## EXERCISE GOAL
Return every line from the records below that has the word "unloads".

## DATA SHOWN
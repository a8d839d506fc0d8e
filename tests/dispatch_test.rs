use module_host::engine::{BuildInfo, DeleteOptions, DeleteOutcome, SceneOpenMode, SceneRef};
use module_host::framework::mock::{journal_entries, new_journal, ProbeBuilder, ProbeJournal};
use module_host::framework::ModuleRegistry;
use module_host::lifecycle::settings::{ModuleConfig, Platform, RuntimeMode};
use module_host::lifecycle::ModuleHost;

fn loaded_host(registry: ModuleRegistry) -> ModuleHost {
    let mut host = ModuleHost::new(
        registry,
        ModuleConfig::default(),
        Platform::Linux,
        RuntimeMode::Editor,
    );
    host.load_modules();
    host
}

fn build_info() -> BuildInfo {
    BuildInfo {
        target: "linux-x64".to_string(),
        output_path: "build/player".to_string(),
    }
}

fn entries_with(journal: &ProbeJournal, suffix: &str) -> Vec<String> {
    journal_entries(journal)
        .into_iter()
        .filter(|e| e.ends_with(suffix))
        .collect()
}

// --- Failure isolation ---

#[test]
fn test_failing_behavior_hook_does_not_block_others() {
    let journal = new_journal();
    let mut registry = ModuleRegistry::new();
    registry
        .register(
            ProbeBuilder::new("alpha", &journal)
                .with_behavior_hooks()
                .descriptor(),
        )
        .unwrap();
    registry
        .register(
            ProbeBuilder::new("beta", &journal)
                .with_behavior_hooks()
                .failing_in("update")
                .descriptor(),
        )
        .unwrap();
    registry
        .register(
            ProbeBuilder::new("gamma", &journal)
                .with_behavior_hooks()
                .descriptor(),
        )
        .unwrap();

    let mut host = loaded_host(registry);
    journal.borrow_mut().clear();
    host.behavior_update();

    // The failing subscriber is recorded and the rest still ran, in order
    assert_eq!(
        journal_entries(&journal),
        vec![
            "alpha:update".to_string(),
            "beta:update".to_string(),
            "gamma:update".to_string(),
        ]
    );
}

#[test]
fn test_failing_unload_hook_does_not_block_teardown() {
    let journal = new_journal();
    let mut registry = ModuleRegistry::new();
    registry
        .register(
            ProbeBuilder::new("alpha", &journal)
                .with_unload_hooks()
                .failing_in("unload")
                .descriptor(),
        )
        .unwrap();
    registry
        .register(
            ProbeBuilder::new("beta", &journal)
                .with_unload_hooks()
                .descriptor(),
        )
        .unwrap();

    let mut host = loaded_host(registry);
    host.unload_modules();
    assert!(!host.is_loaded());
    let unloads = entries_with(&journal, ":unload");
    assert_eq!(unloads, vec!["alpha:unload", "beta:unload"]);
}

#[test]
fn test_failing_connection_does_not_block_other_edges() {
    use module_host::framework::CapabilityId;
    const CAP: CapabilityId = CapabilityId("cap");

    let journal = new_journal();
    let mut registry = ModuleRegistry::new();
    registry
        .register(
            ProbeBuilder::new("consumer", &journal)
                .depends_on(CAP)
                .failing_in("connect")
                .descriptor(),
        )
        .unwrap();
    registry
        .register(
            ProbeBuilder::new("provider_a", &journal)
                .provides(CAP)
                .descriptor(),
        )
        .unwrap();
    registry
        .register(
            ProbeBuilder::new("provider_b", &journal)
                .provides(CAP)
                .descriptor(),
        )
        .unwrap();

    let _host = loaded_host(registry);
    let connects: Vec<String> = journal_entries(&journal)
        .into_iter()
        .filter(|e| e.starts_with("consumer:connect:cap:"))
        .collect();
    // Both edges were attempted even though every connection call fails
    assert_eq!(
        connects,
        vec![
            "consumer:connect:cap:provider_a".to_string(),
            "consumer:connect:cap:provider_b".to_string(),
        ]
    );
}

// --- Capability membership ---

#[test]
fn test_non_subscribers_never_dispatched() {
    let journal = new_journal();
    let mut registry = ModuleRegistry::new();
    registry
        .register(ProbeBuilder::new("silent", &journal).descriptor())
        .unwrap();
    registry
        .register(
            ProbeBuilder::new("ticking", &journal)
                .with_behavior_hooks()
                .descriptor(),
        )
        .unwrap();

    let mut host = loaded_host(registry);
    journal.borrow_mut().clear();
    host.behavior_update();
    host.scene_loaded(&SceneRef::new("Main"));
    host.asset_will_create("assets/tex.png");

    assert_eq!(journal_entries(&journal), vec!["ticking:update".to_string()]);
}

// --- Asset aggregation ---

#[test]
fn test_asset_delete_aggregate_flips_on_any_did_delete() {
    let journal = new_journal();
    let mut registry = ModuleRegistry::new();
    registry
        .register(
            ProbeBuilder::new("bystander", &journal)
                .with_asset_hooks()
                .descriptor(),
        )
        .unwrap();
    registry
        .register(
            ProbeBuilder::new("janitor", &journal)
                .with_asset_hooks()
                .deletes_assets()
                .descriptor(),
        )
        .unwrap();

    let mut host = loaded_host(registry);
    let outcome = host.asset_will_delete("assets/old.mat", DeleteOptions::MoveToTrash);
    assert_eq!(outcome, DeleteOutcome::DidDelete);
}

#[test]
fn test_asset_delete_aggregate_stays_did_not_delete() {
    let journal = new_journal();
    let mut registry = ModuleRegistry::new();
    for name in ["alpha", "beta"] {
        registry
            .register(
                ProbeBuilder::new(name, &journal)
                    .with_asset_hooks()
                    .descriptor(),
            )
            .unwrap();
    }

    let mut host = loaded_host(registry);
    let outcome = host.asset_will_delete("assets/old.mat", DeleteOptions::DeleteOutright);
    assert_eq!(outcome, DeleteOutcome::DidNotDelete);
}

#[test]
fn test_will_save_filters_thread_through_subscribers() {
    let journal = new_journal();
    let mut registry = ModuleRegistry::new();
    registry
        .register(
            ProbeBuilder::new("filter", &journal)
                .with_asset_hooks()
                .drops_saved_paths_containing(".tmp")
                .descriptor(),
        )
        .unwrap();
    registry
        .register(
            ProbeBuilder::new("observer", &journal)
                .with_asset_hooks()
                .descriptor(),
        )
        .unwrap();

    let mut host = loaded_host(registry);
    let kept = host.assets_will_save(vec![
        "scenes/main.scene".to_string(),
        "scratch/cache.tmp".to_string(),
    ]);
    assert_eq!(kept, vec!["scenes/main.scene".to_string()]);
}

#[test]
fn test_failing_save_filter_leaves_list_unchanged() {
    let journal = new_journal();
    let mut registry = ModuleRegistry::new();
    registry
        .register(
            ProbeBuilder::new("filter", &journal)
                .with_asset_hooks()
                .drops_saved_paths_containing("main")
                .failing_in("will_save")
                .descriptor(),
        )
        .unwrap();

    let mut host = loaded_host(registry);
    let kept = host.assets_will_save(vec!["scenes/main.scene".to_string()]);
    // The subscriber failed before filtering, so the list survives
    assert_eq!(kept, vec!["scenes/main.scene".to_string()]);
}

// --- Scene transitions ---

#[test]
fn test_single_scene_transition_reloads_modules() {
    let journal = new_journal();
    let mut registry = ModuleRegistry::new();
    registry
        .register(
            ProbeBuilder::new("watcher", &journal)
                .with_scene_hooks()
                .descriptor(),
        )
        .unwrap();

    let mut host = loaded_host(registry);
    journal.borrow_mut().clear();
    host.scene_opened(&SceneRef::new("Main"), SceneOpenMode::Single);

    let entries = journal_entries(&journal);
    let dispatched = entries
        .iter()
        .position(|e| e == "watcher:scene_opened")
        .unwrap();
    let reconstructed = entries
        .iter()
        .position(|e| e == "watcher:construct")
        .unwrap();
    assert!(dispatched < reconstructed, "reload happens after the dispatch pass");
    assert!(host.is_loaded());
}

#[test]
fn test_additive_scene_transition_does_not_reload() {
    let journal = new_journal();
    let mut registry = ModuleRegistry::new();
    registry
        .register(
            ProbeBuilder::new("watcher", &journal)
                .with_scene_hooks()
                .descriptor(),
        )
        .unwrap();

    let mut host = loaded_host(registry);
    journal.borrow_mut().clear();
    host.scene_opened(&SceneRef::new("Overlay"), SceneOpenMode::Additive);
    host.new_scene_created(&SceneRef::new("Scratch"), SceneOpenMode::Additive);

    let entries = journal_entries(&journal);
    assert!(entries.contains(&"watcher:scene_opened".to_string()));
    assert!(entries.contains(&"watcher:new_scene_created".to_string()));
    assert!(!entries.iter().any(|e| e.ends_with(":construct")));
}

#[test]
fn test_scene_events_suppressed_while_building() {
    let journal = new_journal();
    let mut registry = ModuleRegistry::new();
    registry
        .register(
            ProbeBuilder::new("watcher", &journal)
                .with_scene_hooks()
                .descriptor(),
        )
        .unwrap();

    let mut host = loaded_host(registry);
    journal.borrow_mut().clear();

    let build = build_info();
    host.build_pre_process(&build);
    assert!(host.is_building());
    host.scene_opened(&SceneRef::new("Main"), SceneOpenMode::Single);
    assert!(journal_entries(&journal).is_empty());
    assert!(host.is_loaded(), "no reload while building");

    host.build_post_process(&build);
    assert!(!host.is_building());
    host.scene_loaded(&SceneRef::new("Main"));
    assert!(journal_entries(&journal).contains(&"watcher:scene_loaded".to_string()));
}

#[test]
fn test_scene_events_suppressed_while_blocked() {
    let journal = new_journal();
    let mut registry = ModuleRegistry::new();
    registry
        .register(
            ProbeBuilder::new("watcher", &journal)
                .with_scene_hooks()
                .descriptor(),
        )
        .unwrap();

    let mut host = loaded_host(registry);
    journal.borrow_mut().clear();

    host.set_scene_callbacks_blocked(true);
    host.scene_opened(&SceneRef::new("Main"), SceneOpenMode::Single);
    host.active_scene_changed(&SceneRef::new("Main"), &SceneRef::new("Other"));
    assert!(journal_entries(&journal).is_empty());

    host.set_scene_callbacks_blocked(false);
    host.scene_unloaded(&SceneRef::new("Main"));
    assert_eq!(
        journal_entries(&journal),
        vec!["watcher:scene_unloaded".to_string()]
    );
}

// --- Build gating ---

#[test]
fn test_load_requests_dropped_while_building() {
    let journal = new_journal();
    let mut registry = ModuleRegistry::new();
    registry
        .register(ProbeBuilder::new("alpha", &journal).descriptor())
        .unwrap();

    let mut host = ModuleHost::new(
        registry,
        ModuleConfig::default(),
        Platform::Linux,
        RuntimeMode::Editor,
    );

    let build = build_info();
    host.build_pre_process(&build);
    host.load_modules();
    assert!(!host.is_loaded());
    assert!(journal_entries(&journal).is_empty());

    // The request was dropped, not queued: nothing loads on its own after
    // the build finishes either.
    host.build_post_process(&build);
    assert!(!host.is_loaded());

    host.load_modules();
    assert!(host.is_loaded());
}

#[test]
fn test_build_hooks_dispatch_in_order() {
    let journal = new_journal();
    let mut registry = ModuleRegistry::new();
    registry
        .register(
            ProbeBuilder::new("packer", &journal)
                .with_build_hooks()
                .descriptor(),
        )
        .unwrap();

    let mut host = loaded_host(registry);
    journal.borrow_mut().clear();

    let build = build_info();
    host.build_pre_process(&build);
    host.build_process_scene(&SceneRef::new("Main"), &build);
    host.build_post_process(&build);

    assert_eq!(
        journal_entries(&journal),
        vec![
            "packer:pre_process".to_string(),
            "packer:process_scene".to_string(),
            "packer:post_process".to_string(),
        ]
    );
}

## EXERCISE SOLUTION
    let unloads = entries_with(&journal, ":unload");
    assert_eq!(unloads, vec!["alpha:unload", "beta:unload"]);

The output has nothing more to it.